Leti Maele seeks leave to appeal against sentence on two grounds:[7]
[7]The following two grounds were abandoned upon the hearing of the application in this Court:
1. The sentencing judge erred in declining to make a youth justice centre order because of the judge’s finding that the Applicant was ‘very mature’ for his age without turning his Honours mind to the other factors in s 32(1)(b) of the Sentencing Act 1991.
2. The sentencing discretion miscarried in that the sentencing judge found that the applicant was ‘very mature’ for his age without receiving a pre-sentence report.
3. The sentencing discretion miscarried in that the sentencing judge noted that the Applicant would be a good candidate for the youth unit in Port Phillip Prison and that there was no doubt that he would get parole.
4. In all the circumstances:
(a)the total effective sentence; and
(b)the non-parole period
are manifestly excessive.
For the reasons that follow, in each case we would refuse leave to appeal against sentence.
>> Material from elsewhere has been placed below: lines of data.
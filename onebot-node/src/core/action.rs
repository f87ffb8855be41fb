//! The closed set of resources and operations the node exposes.
//!
//! Every operation maps to exactly one OneBot v11 endpoint. The HTTP method
//! and the body fields of each endpoint are fixed here rather than inferred
//! from the request.

use std::fmt;
use std::str::FromStr;

use serde::{Deserialize, Serialize};

use crate::error::{Error, Result};

// ============================================================================
// HTTP Method
// ============================================================================

#[derive(Debug, Clone, Copy, PartialEq, Eq, Hash, Serialize, Deserialize)]
#[serde(rename_all = "UPPERCASE")]
pub enum HttpMethod {
    Get,
    Post,
}

impl HttpMethod {
    pub fn as_str(self) -> &'static str {
        match self {
            HttpMethod::Get => "GET",
            HttpMethod::Post => "POST",
        }
    }
}

impl fmt::Display for HttpMethod {
    fn fmt(&self, f: &mut fmt::Formatter<'_>) -> fmt::Result {
        f.write_str(self.as_str())
    }
}

impl From<HttpMethod> for reqwest::Method {
    fn from(method: HttpMethod) -> Self {
        match method {
            HttpMethod::Get => reqwest::Method::GET,
            HttpMethod::Post => reqwest::Method::POST,
        }
    }
}

// ============================================================================
// Resource
// ============================================================================

/// Category of API action.
#[derive(Debug, Clone, Copy, PartialEq, Eq, Hash, Serialize, Deserialize)]
#[serde(rename_all = "snake_case")]
pub enum Resource {
    Bot,
    Friend,
    Group,
    Message,
    Misc,
}

impl Resource {
    pub const ALL: [Resource; 5] = [
        Resource::Bot,
        Resource::Friend,
        Resource::Group,
        Resource::Message,
        Resource::Misc,
    ];

    pub fn as_str(self) -> &'static str {
        match self {
            Resource::Bot => "bot",
            Resource::Friend => "friend",
            Resource::Group => "group",
            Resource::Message => "message",
            Resource::Misc => "misc",
        }
    }

    /// Operations valid for this resource
    pub fn operations(self) -> &'static [Operation] {
        match self {
            Resource::Bot => &[Operation::GetLoginInfo],
            Resource::Friend => &[Operation::GetFriendList, Operation::GetStrangerInfo],
            Resource::Group => &[
                Operation::GetGroupInfo,
                Operation::GetGroupList,
                Operation::GetGroupMemberInfo,
                Operation::GetGroupMemberList,
            ],
            Resource::Message => &[Operation::SendPrivateMsg, Operation::SendGroupMsg],
            Resource::Misc => &[Operation::GetStatus, Operation::GetVersionInfo],
        }
    }
}

impl FromStr for Resource {
    type Err = Error;

    fn from_str(s: &str) -> Result<Self> {
        Resource::ALL
            .into_iter()
            .find(|r| r.as_str() == s)
            .ok_or_else(|| Error::UnknownResource(s.to_string()))
    }
}

impl fmt::Display for Resource {
    fn fmt(&self, f: &mut fmt::Formatter<'_>) -> fmt::Result {
        f.write_str(self.as_str())
    }
}

// ============================================================================
// Parameters
// ============================================================================

/// Per-item parameter placed into a request body.
#[derive(Debug, Clone, Copy, PartialEq, Eq, Hash)]
pub enum Param {
    Message,
    UserId,
    GroupId,
}

impl Param {
    pub fn name(self) -> &'static str {
        match self {
            Param::Message => "message",
            Param::UserId => "user_id",
            Param::GroupId => "group_id",
        }
    }
}

// ============================================================================
// Operation
// ============================================================================

/// A OneBot v11 API endpoint.
#[derive(Debug, Clone, Copy, PartialEq, Eq, Hash, Serialize, Deserialize)]
#[serde(rename_all = "snake_case")]
pub enum Operation {
    GetLoginInfo,
    GetFriendList,
    GetStrangerInfo,
    GetGroupInfo,
    GetGroupList,
    GetGroupMemberInfo,
    GetGroupMemberList,
    SendPrivateMsg,
    SendGroupMsg,
    GetStatus,
    GetVersionInfo,
}

impl Operation {
    pub const ALL: [Operation; 11] = [
        Operation::GetLoginInfo,
        Operation::GetFriendList,
        Operation::GetStrangerInfo,
        Operation::GetGroupInfo,
        Operation::GetGroupList,
        Operation::GetGroupMemberInfo,
        Operation::GetGroupMemberList,
        Operation::SendPrivateMsg,
        Operation::SendGroupMsg,
        Operation::GetStatus,
        Operation::GetVersionInfo,
    ];

    pub fn as_str(self) -> &'static str {
        match self {
            Operation::GetLoginInfo => "get_login_info",
            Operation::GetFriendList => "get_friend_list",
            Operation::GetStrangerInfo => "get_stranger_info",
            Operation::GetGroupInfo => "get_group_info",
            Operation::GetGroupList => "get_group_list",
            Operation::GetGroupMemberInfo => "get_group_member_info",
            Operation::GetGroupMemberList => "get_group_member_list",
            Operation::SendPrivateMsg => "send_private_msg",
            Operation::SendGroupMsg => "send_group_msg",
            Operation::GetStatus => "get_status",
            Operation::GetVersionInfo => "get_version_info",
        }
    }

    pub fn resource(self) -> Resource {
        match self {
            Operation::GetLoginInfo => Resource::Bot,
            Operation::GetFriendList | Operation::GetStrangerInfo => Resource::Friend,
            Operation::GetGroupInfo
            | Operation::GetGroupList
            | Operation::GetGroupMemberInfo
            | Operation::GetGroupMemberList => Resource::Group,
            Operation::SendPrivateMsg | Operation::SendGroupMsg => Resource::Message,
            Operation::GetStatus | Operation::GetVersionInfo => Resource::Misc,
        }
    }

    /// Body fields, in the order they are read from the item.
    pub fn params(self) -> &'static [Param] {
        match self {
            Operation::SendPrivateMsg => &[Param::Message, Param::UserId],
            Operation::GetStrangerInfo => &[Param::UserId],
            Operation::SendGroupMsg => &[Param::Message, Param::GroupId],
            Operation::GetGroupMemberList | Operation::GetGroupInfo => &[Param::GroupId],
            Operation::GetGroupMemberInfo => &[Param::GroupId, Param::UserId],
            Operation::GetLoginInfo
            | Operation::GetFriendList
            | Operation::GetGroupList
            | Operation::GetStatus
            | Operation::GetVersionInfo => &[],
        }
    }

    pub fn method(self) -> HttpMethod {
        match self {
            Operation::SendPrivateMsg
            | Operation::SendGroupMsg
            | Operation::GetStrangerInfo
            | Operation::GetGroupInfo
            | Operation::GetGroupMemberInfo
            | Operation::GetGroupMemberList => HttpMethod::Post,
            Operation::GetLoginInfo
            | Operation::GetFriendList
            | Operation::GetGroupList
            | Operation::GetStatus
            | Operation::GetVersionInfo => HttpMethod::Get,
        }
    }

    pub fn endpoint(self) -> String {
        normalize_endpoint(self.as_str())
    }

    /// Endpoint used when several items are merged into one forwarded message.
    pub fn forward_endpoint(self) -> Option<&'static str> {
        match self {
            Operation::SendPrivateMsg => Some("/send_private_forward_msg"),
            Operation::SendGroupMsg => Some("/send_group_forward_msg"),
            _ => None,
        }
    }

    /// Recipient field of a message-send operation.
    pub fn target(self) -> Option<Param> {
        match self {
            Operation::SendPrivateMsg => Some(Param::UserId),
            Operation::SendGroupMsg => Some(Param::GroupId),
            _ => None,
        }
    }
}

impl FromStr for Operation {
    type Err = Error;

    fn from_str(s: &str) -> Result<Self> {
        let name = s.strip_prefix('/').unwrap_or(s);
        Operation::ALL
            .into_iter()
            .find(|op| op.as_str() == name)
            .ok_or_else(|| Error::UnknownOperation(s.to_string()))
    }
}

impl fmt::Display for Operation {
    fn fmt(&self, f: &mut fmt::Formatter<'_>) -> fmt::Result {
        f.write_str(self.as_str())
    }
}

// ============================================================================
// Action
// ============================================================================

/// A validated (resource, operation) pair.
#[derive(Debug, Clone, Copy, PartialEq, Eq, Hash)]
pub struct Action {
    pub resource: Resource,
    pub operation: Operation,
}

impl Action {
    pub fn new(resource: Resource, operation: Operation) -> Result<Self> {
        if operation.resource() != resource {
            return Err(Error::OperationMismatch {
                resource: resource.to_string(),
                operation: operation.to_string(),
            });
        }
        Ok(Self {
            resource,
            operation,
        })
    }

    pub fn parse(resource: &str, operation: &str) -> Result<Self> {
        Self::new(resource.parse()?, operation.parse()?)
    }
}

/// Prefix `endpoint` with `/` unless it already has one.
pub fn normalize_endpoint(endpoint: &str) -> String {
    if endpoint.starts_with('/') {
        endpoint.to_string()
    } else {
        format!("/{}", endpoint)
    }
}

#[cfg(test)]
mod tests {
    use super::*;

    #[test]
    fn every_operation_belongs_to_its_resource_list() {
        for op in Operation::ALL {
            assert!(op.resource().operations().contains(&op), "{}", op);
        }
        let listed: usize = Resource::ALL.iter().map(|r| r.operations().len()).sum();
        assert_eq!(listed, Operation::ALL.len());
    }

    #[test]
    fn method_follows_body_fields() {
        for op in Operation::ALL {
            let expected = if op.params().is_empty() {
                HttpMethod::Get
            } else {
                HttpMethod::Post
            };
            assert_eq!(op.method(), expected, "{}", op);
        }
    }

    #[test]
    fn endpoint_normalization() {
        assert_eq!(normalize_endpoint("get_status"), "/get_status");
        assert_eq!(normalize_endpoint("/get_status"), "/get_status");
        assert_eq!(Operation::SendGroupMsg.endpoint(), "/send_group_msg");
    }

    #[test]
    fn parse_rejects_unknown_and_mismatched_pairs() {
        let action = Action::parse("group", "get_group_info").unwrap();
        assert_eq!(action.operation, Operation::GetGroupInfo);

        assert!(matches!(
            Action::parse("guild", "get_group_info"),
            Err(Error::UnknownResource(_))
        ));
        assert!(matches!(
            Action::parse("group", "set_group_kick"),
            Err(Error::UnknownOperation(_))
        ));
        assert!(matches!(
            Action::parse("bot", "send_group_msg"),
            Err(Error::OperationMismatch { .. })
        ));
    }

    #[test]
    fn forward_endpoints_only_for_message_sends() {
        assert_eq!(
            Operation::SendPrivateMsg.forward_endpoint(),
            Some("/send_private_forward_msg")
        );
        assert_eq!(Operation::SendGroupMsg.target(), Some(Param::GroupId));
        assert_eq!(Operation::GetStatus.forward_endpoint(), None);
    }
}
The offending and its aftermath
It is necessary to summarise the offending and its aftermath.
By way of background, the four offenders have family or social connections. Maele Maele is the uncle of Apisai Maele, and the cousin of Leti Maele. They befriended Andrew Apineru though the Seventh Day Adventist Church. The two applicants Maele have no prior or subsequent convictions, or any outstanding charges. Andrew Apineru has one prior court appearance for theft and an irrelevant outstanding charge.
Kane Dulieu (charge 1), Justin Stephens (charge 3) and Ryan Vears (charge 4) knew each other, but did know the three applicants or their co-offender. Travis Silvester (charge 2) had, however, been socialising with the co-offenders the night and morning immediately preceding the offending.
The judge summarised the offending in his reasons for sentence as follows:
On 18 November 2016, Kane Dulieu was celebrating his 24th birthday at the Irish Bar at Knox Ozone in Wantirna South with friends including Justin Stephens and Ryan Vears.
Dulieu, Stephens and Vears decided to leave the premises at approximately 1.30 am and walked through a carpark towards a taxi rank about 30 metres away.
In the carpark they were observed by an off duty crowd controller from the Lou Lou Bar which was also located in the Knox Ozone area. The crowd controller wrongly believed that Dulieu and a friend had damaged the vehicle owned by the proprietor of the Lou Lou Bar. No such damage had occurred at all.
The four [offenders] who had all been drinking in the Lou Lou Bar and were associates of the owner were also in the area of the carpark. They ran towards Dulieu and his friend Chris Wilson who denied damaging the car in anyway. Dulieu walked to the taxi rank with Stephens and Travis Sylvester who had been in the Lou Lou Bar and was trying to calm the situation down.
At the area of the taxi rank Maele Maele approached Stephens and without warning or the slightest provocation punched him in the head. Stephens fell to the ground unconscious [charge 3 — intentionally causing injury]. Shortly after regaining consciousness he was then punched and kicked repeatedly by the other three [offenders].
Dulieu was then punched in the head from behind by Apineru. He too fell to the ground unconscious and struck his head on the concrete [charge 1 — recklessly causing serious injury]. It was a coward’s punch. All four [offenders] then surrounded him and punched and kicked him forcefully as he lay motionless on the footpath.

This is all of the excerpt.